:: WHAT YOU WILL DO ::
For every entry below, retype it exactly as it reads.

- Opening Delimiter -

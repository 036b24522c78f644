#![deny(clippy::print_stdout, clippy::print_stderr)]

//! An undirected graph ADT with recursive and iterative depth-first path
//! finders, plus a line-oriented text format for building graphs.
//!
//! The API follows the shape of the classic Sedgewick/Wayne graph course
//! material: a [`Graph`] holds insertion-ordered adjacency lists, and a path
//! finder built against a fixed source vertex answers reachability and
//! path-reconstruction queries. The two finder variants —
//! [`DepthFirstPaths`] (recursive) and [`IterativeDepthFirstPaths`]
//! (explicit stack) — produce identical results for every input.

pub mod graph;
pub mod paths;
pub mod reader;

pub use graph::{Graph, GraphError};
pub use paths::{DepthFirstPaths, IterativeDepthFirstPaths, PathsError};
pub use reader::{ReadError, read_graph, write_graph};

/// Returns the current version of the ungraph-core library.
pub fn version() -> &'static str {
    env!("CARGO_PKG_VERSION")
}
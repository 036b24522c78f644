//! CLI error types with associated exit codes.
//!
//! [`CliError`] is the top-level error type for the `ungraph` binary. Every
//! variant maps to a stable exit code (1 or 2) via [`CliError::exit_code`]:
//!
//! - Exit code **2** — input failure: the tool could not read or parse the
//!   graph file at all. These errors terminate early before any traversal
//!   runs.
//! - Exit code **1** — logical failure: the tool ran to completion but the
//!   result is a well-defined failure (vertex not in the graph, no path).

use std::fmt;
use std::path::PathBuf;

// ---------------------------------------------------------------------------
// CliError
// ---------------------------------------------------------------------------

/// All error conditions that the `ungraph` CLI can produce.
///
/// Use [`CliError::exit_code`] to obtain the exit code associated with each
/// variant. [`CliError::message`] returns the human-readable error string
/// that should be printed to stderr before exiting.
#[derive(Debug)]
pub enum CliError {
    // --- Exit code 2: input failures ---
    /// A file argument could not be found on the filesystem.
    FileNotFound {
        /// The path that was not found.
        path: PathBuf,
    },

    /// The process lacks permission to read a file.
    PermissionDenied {
        /// The path that could not be read.
        path: PathBuf,
    },

    /// An I/O error occurred while reading from stdin.
    StdinReadError {
        /// The underlying I/O error message.
        detail: String,
    },

    /// A generic I/O error not covered by the more specific variants above.
    IoError {
        /// A human-readable label for the source (`"-"` for stdin, or the
        /// filesystem path, or `"stdout"`).
        source: String,
        /// The underlying I/O error message.
        detail: String,
    },

    /// The input is not a well-formed graph in the line-oriented format.
    FormatError {
        /// The reader's description of the problem.
        detail: String,
    },

    // --- Exit code 1: logical failures ---
    /// A vertex id given on the command line is not a vertex of the graph.
    VertexNotFound {
        /// The offending vertex id.
        vertex: usize,
        /// The graph's vertex count.
        vertices: usize,
    },

    /// No path exists between the requested vertices.
    NoPath {
        /// The source vertex.
        source: usize,
        /// The unreachable target vertex.
        target: usize,
    },
}

impl CliError {
    /// Returns the process exit code for this error.
    ///
    /// - `2` — input failure (file not found, format error, etc.).
    /// - `1` — logical failure (vertex not found, no path).
    pub fn exit_code(&self) -> i32 {
        match self {
            Self::FileNotFound { .. }
            | Self::PermissionDenied { .. }
            | Self::StdinReadError { .. }
            | Self::IoError { .. }
            | Self::FormatError { .. } => 2,

            Self::VertexNotFound { .. } | Self::NoPath { .. } => 1,
        }
    }

    /// Returns a human-readable error message suitable for printing to stderr.
    pub fn message(&self) -> String {
        match self {
            Self::FileNotFound { path } => {
                format!("error: file not found: {}", path.display())
            }
            Self::PermissionDenied { path } => {
                format!("error: permission denied: {}", path.display())
            }
            Self::StdinReadError { detail } => {
                format!("error: failed to read stdin: {detail}")
            }
            Self::IoError { source, detail } => {
                format!("error: I/O error reading {source}: {detail}")
            }
            Self::FormatError { detail } => {
                format!("error: invalid graph file: {detail}")
            }
            Self::VertexNotFound { vertex, vertices } => {
                format!("error: vertex {vertex} is not in the graph (vertices: 0..{vertices})")
            }
            Self::NoPath { source, target } => {
                format!("error: no path from {source} to {target}")
            }
        }
    }
}

impl fmt::Display for CliError {
    fn fmt(&self, f: &mut fmt::Formatter<'_>) -> fmt::Result {
        f.write_str(&self.message())
    }
}

impl std::error::Error for CliError {}

// ---------------------------------------------------------------------------
// Tests
// ---------------------------------------------------------------------------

- Closing Delimiter -

:: ANSWER FOR THE TASK ::
repository 036b24522c78f644
#![deny(clippy::print_stdout, clippy::print_stderr)]

//! An undirected graph ADT with recursive and iterative depth-first path
//! finders, plus a line-oriented text format for building graphs.
//!
//! The API follows the shape of the classic Sedgewick/Wayne graph course
//! material: a [`Graph`] holds insertion-ordered adjacency lists, and a path
//! finder built against a fixed source vertex answers reachability and
//! path-reconstruction queries. The two finder variants —
//! [`DepthFirstPaths`] (recursive) and [`IterativeDepthFirstPaths`]
//! (explicit stack) — produce identical results for every input.

pub mod graph;
pub mod paths;
pub mod reader;

pub use graph::{Graph, GraphError};
pub use paths::{DepthFirstPaths, IterativeDepthFirstPaths, PathsError};
pub use reader::{ReadError, read_graph, write_graph};

/// Returns the current version of the ungraph-core library.
pub fn version() -> &'static str {
    env!("CARGO_PKG_VERSION")
}
repository 036b24522c78f644
//! CLI error types with associated exit codes.
//!
//! [`CliError`] is the top-level error type for the `ungraph` binary. Every
//! variant maps to a stable exit code (1 or 2) via [`CliError::exit_code`]:
//!
//! - Exit code **2** — input failure: the tool could not read or parse the
//!   graph file at all. These errors terminate early before any traversal
//!   runs.
//! - Exit code **1** — logical failure: the tool ran to completion but the
//!   result is a well-defined failure (vertex not in the graph, no path).

use std::fmt;
use std::path::PathBuf;

// ---------------------------------------------------------------------------
// CliError
// ---------------------------------------------------------------------------

/// All error conditions that the `ungraph` CLI can produce.
///
/// Use [`CliError::exit_code`] to obtain the exit code associated with each
/// variant. [`CliError::message`] returns the human-readable error string
/// that should be printed to stderr before exiting.
#[derive(Debug)]
pub enum CliError {
    // --- Exit code 2: input failures ---
    /// A file argument could not be found on the filesystem.
    FileNotFound {
        /// The path that was not found.
        path: PathBuf,
    },

    /// The process lacks permission to read a file.
    PermissionDenied {
        /// The path that could not be read.
        path: PathBuf,
    },

    /// An I/O error occurred while reading from stdin.
    StdinReadError {
        /// The underlying I/O error message.
        detail: String,
    },

    /// A generic I/O error not covered by the more specific variants above.
    IoError {
        /// A human-readable label for the source (`"-"` for stdin, or the
        /// filesystem path, or `"stdout"`).
        source: String,
        /// The underlying I/O error message.
        detail: String,
    },

    /// The input is not a well-formed graph in the line-oriented format.
    FormatError {
        /// The reader's description of the problem.
        detail: String,
    },

    // --- Exit code 1: logical failures ---
    /// A vertex id given on the command line is not a vertex of the graph.
    VertexNotFound {
        /// The offending vertex id.
        vertex: usize,
        /// The graph's vertex count.
        vertices: usize,
    },

    /// No path exists between the requested vertices.
    NoPath {
        /// The source vertex.
        source: usize,
        /// The unreachable target vertex.
        target: usize,
    },
}

impl CliError {
    /// Returns the process exit code for this error.
    ///
    /// - `2` — input failure (file not found, format error, etc.).
    /// - `1` — logical failure (vertex not found, no path).
    pub fn exit_code(&self) -> i32 {
        match self {
            Self::FileNotFound { .. }
            | Self::PermissionDenied { .. }
            | Self::StdinReadError { .. }
            | Self::IoError { .. }
            | Self::FormatError { .. } => 2,

            Self::VertexNotFound { .. } | Self::NoPath { .. } => 1,
        }
    }

    /// Returns a human-readable error message suitable for printing to stderr.
    pub fn message(&self) -> String {
        match self {
            Self::FileNotFound { path } => {
                format!("error: file not found: {}", path.display())
            }
            Self::PermissionDenied { path } => {
                format!("error: permission denied: {}", path.display())
            }
            Self::StdinReadError { detail } => {
                format!("error: failed to read stdin: {detail}")
            }
            Self::IoError { source, detail } => {
                format!("error: I/O error reading {source}: {detail}")
            }
            Self::FormatError { detail } => {
                format!("error: invalid graph file: {detail}")
            }
            Self::VertexNotFound { vertex, vertices } => {
                format!("error: vertex {vertex} is not in the graph (vertices: 0..{vertices})")
            }
            Self::NoPath { source, target } => {
                format!("error: no path from {source} to {target}")
            }
        }
    }
}

impl fmt::Display for CliError {
    fn fmt(&self, f: &mut fmt::Formatter<'_>) -> fmt::Result {
        f.write_str(&self.message())
    }
}

impl std::error::Error for CliError {}

// ---------------------------------------------------------------------------
// Tests
// ---------------------------------------------------------------------------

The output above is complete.